[Stored data entries]

● ● ● ● ●

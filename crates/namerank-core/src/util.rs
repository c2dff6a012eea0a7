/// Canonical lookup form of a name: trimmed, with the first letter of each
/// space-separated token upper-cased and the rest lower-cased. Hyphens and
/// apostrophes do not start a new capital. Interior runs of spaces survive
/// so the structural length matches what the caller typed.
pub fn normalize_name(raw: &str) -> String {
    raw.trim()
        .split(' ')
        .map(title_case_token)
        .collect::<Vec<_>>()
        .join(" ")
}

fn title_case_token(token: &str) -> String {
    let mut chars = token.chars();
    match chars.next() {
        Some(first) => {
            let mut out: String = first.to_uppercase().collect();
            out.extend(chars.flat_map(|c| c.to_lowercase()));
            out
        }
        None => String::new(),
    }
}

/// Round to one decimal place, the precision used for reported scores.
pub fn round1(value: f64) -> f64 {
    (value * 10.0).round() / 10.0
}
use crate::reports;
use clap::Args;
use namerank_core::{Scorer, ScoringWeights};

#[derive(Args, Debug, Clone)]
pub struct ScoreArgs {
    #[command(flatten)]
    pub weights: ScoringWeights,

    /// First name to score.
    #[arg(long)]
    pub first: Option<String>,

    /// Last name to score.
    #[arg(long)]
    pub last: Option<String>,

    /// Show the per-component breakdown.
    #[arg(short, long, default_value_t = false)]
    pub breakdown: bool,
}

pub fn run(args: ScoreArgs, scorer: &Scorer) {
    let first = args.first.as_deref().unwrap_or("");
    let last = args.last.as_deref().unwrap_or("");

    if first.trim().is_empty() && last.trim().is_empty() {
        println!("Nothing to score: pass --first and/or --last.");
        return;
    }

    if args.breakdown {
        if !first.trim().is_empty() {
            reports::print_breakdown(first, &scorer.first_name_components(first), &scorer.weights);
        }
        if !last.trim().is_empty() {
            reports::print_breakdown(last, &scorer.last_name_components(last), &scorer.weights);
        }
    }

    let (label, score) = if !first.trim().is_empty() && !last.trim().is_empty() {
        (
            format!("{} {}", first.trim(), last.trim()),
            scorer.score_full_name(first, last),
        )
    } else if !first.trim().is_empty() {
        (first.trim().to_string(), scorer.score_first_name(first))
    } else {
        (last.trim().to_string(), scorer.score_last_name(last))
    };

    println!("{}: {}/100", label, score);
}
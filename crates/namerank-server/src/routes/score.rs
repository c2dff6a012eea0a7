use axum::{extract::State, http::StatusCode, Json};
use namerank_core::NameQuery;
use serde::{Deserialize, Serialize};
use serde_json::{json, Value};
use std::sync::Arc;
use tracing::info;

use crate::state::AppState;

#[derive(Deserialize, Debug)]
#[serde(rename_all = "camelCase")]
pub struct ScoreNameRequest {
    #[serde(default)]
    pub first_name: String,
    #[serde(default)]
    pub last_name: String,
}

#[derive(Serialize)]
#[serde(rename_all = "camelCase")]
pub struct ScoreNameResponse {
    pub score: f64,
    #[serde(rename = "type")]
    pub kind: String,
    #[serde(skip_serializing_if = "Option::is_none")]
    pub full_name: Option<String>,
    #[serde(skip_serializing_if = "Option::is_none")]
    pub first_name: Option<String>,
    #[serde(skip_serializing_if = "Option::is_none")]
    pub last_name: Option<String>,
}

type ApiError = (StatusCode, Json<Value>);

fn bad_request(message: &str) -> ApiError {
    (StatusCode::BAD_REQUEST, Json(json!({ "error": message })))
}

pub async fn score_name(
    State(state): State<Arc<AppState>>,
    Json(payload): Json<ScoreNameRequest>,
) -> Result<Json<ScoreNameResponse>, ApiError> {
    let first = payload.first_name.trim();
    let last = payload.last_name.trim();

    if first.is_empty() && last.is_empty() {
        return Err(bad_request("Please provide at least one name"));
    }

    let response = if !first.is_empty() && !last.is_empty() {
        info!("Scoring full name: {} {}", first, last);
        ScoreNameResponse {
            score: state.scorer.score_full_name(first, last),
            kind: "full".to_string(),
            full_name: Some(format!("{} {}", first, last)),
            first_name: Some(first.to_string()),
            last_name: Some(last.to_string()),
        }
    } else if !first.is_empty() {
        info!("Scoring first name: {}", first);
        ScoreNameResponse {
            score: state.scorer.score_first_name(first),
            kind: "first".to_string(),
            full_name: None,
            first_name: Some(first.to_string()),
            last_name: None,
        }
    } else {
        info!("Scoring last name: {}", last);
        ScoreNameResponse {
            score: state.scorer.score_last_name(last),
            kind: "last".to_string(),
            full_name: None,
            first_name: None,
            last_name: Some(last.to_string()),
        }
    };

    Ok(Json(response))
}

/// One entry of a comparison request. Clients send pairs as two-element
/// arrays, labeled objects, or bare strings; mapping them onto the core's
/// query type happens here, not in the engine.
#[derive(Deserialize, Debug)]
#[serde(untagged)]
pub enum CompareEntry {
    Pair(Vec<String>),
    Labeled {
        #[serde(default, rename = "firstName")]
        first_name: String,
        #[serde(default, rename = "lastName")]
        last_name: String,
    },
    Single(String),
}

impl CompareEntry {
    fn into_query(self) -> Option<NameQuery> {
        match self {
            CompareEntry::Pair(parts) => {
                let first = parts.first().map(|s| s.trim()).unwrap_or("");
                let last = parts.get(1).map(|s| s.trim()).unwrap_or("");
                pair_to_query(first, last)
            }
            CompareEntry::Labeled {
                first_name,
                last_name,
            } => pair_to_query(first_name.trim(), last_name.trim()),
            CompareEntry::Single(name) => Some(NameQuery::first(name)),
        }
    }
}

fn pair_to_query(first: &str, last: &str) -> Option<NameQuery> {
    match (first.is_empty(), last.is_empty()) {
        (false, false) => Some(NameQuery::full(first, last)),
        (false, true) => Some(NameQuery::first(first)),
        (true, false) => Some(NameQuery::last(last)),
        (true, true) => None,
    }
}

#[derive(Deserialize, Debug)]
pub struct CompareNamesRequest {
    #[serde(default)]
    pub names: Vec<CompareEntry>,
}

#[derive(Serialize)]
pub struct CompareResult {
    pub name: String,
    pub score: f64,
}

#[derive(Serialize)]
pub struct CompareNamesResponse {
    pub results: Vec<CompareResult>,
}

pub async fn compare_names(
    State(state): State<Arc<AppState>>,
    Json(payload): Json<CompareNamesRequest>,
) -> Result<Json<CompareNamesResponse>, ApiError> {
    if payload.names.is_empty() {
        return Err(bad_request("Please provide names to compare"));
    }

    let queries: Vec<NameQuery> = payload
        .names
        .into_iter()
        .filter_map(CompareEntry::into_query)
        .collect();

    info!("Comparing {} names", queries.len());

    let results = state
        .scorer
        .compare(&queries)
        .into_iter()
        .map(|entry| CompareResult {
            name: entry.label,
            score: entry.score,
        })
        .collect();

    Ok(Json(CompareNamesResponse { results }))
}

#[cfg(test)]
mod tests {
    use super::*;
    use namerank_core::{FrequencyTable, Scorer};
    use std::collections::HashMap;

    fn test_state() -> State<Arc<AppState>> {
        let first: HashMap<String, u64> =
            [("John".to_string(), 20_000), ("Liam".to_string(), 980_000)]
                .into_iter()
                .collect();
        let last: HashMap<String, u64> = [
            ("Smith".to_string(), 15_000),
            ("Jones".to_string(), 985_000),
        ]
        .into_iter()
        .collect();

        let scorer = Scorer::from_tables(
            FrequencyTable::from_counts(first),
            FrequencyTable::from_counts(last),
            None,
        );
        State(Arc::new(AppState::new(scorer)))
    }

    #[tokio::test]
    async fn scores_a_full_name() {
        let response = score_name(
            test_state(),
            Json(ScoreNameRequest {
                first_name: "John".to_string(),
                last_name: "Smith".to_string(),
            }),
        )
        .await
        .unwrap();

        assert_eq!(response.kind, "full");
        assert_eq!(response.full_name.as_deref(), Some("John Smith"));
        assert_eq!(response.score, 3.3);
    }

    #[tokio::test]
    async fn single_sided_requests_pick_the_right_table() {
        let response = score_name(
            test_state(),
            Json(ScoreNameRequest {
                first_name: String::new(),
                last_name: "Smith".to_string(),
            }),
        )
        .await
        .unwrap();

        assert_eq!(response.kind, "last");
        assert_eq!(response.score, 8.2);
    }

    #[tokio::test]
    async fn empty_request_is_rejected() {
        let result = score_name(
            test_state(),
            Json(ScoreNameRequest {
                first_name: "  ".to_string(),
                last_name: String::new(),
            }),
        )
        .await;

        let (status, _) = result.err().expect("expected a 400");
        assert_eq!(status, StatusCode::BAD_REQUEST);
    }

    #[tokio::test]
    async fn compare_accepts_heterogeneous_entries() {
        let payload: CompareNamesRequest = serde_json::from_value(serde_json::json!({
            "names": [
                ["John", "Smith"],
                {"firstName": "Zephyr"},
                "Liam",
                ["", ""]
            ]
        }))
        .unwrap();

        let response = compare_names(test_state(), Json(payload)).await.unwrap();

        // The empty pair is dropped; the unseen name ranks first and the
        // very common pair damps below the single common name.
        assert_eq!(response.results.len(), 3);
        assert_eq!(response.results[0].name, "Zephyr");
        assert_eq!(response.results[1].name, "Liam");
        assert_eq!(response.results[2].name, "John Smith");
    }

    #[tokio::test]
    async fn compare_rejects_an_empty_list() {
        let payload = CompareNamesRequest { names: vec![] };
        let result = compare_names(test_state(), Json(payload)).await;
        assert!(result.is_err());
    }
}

● ● ● ● ●

▸ **What the task asks**
Repeat exactly the lines of the records from the one containing "assert_eq!(response.results.len(), 3);" to the last, and include no line outside that stretch.

▸ **Result of the task**
        assert_eq!(response.results.len(), 3);
        assert_eq!(response.results[0].name, "Zephyr");
        assert_eq!(response.results[1].name, "Liam");
        assert_eq!(response.results[2].name, "John Smith");
    }

    #[tokio::test]
    async fn compare_rejects_an_empty_list() {
        let payload = CompareNamesRequest { names: vec![] };
        let result = compare_names(test_state(), Json(payload)).await;
        assert!(result.is_err());
    }
}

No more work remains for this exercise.